Task statement → Every record here needs to be retyped exactly.

[[ Provided entries, beginning ]]

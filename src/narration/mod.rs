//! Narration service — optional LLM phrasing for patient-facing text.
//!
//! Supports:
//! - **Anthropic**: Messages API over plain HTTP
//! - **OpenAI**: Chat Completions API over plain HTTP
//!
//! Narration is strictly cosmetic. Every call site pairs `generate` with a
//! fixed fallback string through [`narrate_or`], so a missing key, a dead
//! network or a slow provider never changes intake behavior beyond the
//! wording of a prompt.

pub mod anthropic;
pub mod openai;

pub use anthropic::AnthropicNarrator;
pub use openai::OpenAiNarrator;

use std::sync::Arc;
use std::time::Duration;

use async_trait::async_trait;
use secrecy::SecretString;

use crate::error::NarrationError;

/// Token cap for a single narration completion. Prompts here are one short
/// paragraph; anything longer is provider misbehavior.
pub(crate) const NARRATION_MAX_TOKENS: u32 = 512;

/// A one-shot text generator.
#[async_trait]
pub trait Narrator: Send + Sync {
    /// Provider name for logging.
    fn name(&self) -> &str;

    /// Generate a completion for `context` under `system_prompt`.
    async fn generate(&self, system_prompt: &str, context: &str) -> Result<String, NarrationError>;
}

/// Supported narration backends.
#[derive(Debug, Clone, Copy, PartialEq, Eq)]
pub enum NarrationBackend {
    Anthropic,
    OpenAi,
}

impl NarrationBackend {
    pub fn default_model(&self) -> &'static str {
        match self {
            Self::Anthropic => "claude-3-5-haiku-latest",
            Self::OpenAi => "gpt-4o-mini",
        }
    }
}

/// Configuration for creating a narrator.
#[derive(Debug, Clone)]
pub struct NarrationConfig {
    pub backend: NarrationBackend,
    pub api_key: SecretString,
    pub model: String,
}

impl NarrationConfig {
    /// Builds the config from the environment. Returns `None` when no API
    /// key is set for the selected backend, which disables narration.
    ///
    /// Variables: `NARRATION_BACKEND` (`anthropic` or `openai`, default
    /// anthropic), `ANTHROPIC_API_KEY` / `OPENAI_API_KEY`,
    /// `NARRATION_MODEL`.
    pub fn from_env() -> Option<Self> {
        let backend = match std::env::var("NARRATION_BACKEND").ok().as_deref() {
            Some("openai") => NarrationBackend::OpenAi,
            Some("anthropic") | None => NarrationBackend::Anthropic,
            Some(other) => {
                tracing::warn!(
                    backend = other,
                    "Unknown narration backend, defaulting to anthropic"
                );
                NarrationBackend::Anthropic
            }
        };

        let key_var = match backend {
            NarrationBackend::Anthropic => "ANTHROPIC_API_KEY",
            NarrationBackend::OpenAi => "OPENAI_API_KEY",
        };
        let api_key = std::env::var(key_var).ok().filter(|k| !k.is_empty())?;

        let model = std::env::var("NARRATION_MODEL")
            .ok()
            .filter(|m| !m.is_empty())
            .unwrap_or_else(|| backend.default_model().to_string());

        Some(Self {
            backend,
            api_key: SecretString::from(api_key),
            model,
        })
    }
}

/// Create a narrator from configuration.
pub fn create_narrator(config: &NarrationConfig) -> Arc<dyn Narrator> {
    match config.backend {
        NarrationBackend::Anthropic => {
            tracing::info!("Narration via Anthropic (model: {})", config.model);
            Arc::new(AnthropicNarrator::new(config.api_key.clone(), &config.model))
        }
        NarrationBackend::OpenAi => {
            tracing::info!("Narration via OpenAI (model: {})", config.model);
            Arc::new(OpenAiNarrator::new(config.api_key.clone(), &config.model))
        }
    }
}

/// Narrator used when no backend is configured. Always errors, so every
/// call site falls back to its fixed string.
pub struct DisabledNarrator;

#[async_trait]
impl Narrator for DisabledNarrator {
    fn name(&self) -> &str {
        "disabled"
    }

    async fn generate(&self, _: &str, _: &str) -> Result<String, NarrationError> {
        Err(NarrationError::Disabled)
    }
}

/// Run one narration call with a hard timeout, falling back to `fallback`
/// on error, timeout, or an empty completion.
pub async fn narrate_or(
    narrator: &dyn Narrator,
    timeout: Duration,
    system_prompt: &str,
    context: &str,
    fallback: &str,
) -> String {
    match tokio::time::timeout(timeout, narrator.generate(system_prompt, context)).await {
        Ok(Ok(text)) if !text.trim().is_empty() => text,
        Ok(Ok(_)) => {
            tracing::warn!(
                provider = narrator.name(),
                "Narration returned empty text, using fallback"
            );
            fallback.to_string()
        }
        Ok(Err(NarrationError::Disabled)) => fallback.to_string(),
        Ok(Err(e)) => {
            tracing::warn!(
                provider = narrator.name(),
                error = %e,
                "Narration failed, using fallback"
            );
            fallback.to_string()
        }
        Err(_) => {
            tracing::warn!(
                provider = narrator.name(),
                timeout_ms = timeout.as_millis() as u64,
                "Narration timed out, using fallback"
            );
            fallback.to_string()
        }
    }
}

[[ Provided entries, end ]]

Result →
filename src/narration/mod.rs
//! Narration service — optional LLM phrasing for patient-facing text.
//!
//! Supports:
//! - **Anthropic**: Messages API over plain HTTP
//! - **OpenAI**: Chat Completions API over plain HTTP
//!
//! Narration is strictly cosmetic. Every call site pairs `generate` with a
//! fixed fallback string through [`narrate_or`], so a missing key, a dead
//! network or a slow provider never changes intake behavior beyond the
//! wording of a prompt.

pub mod anthropic;
pub mod openai;

pub use anthropic::AnthropicNarrator;
pub use openai::OpenAiNarrator;

use std::sync::Arc;
use std::time::Duration;

use async_trait::async_trait;
use secrecy::SecretString;

use crate::error::NarrationError;

/// Token cap for a single narration completion. Prompts here are one short
/// paragraph; anything longer is provider misbehavior.
pub(crate) const NARRATION_MAX_TOKENS: u32 = 512;

/// A one-shot text generator.
#[async_trait]
pub trait Narrator: Send + Sync {
    /// Provider name for logging.
    fn name(&self) -> &str;

    /// Generate a completion for `context` under `system_prompt`.
    async fn generate(&self, system_prompt: &str, context: &str) -> Result<String, NarrationError>;
}

/// Supported narration backends.
#[derive(Debug, Clone, Copy, PartialEq, Eq)]
pub enum NarrationBackend {
    Anthropic,
    OpenAi,
}

impl NarrationBackend {
    pub fn default_model(&self) -> &'static str {
        match self {
            Self::Anthropic => "claude-3-5-haiku-latest",
            Self::OpenAi => "gpt-4o-mini",
        }
    }
}

/// Configuration for creating a narrator.
#[derive(Debug, Clone)]
pub struct NarrationConfig {
    pub backend: NarrationBackend,
    pub api_key: SecretString,
    pub model: String,
}

impl NarrationConfig {
    /// Builds the config from the environment. Returns `None` when no API
    /// key is set for the selected backend, which disables narration.
    ///
    /// Variables: `NARRATION_BACKEND` (`anthropic` or `openai`, default
    /// anthropic), `ANTHROPIC_API_KEY` / `OPENAI_API_KEY`,
    /// `NARRATION_MODEL`.
    pub fn from_env() -> Option<Self> {
        let backend = match std::env::var("NARRATION_BACKEND").ok().as_deref() {
            Some("openai") => NarrationBackend::OpenAi,
            Some("anthropic") | None => NarrationBackend::Anthropic,
            Some(other) => {
                tracing::warn!(
                    backend = other,
                    "Unknown narration backend, defaulting to anthropic"
                );
                NarrationBackend::Anthropic
            }
        };

        let key_var = match backend {
            NarrationBackend::Anthropic => "ANTHROPIC_API_KEY",
            NarrationBackend::OpenAi => "OPENAI_API_KEY",
        };
        let api_key = std::env::var(key_var).ok().filter(|k| !k.is_empty())?;

        let model = std::env::var("NARRATION_MODEL")
            .ok()
            .filter(|m| !m.is_empty())
            .unwrap_or_else(|| backend.default_model().to_string());

        Some(Self {
            backend,
            api_key: SecretString::from(api_key),
            model,
        })
    }
}

/// Create a narrator from configuration.
pub fn create_narrator(config: &NarrationConfig) -> Arc<dyn Narrator> {
    match config.backend {
        NarrationBackend::Anthropic => {
            tracing::info!("Narration via Anthropic (model: {})", config.model);
            Arc::new(AnthropicNarrator::new(config.api_key.clone(), &config.model))
        }
        NarrationBackend::OpenAi => {
            tracing::info!("Narration via OpenAI (model: {})", config.model);
            Arc::new(OpenAiNarrator::new(config.api_key.clone(), &config.model))
        }
    }
}

/// Narrator used when no backend is configured. Always errors, so every
/// call site falls back to its fixed string.
pub struct DisabledNarrator;

#[async_trait]
impl Narrator for DisabledNarrator {
    fn name(&self) -> &str {
        "disabled"
    }

    async fn generate(&self, _: &str, _: &str) -> Result<String, NarrationError> {
        Err(NarrationError::Disabled)
    }
}

/// Run one narration call with a hard timeout, falling back to `fallback`
/// on error, timeout, or an empty completion.
pub async fn narrate_or(
    narrator: &dyn Narrator,
    timeout: Duration,
    system_prompt: &str,
    context: &str,
    fallback: &str,
) -> String {
    match tokio::time::timeout(timeout, narrator.generate(system_prompt, context)).await {
        Ok(Ok(text)) if !text.trim().is_empty() => text,
        Ok(Ok(_)) => {
            tracing::warn!(
                provider = narrator.name(),
                "Narration returned empty text, using fallback"
            );
            fallback.to_string()
        }
        Ok(Err(NarrationError::Disabled)) => fallback.to_string(),
        Ok(Err(e)) => {
            tracing::warn!(
                provider = narrator.name(),
                error = %e,
                "Narration failed, using fallback"
            );
            fallback.to_string()
        }
        Err(_) => {
            tracing::warn!(
                provider = narrator.name(),
                timeout_ms = timeout.as_millis() as u64,
                "Narration timed out, using fallback"
            );
            fallback.to_string()
        }
    }
}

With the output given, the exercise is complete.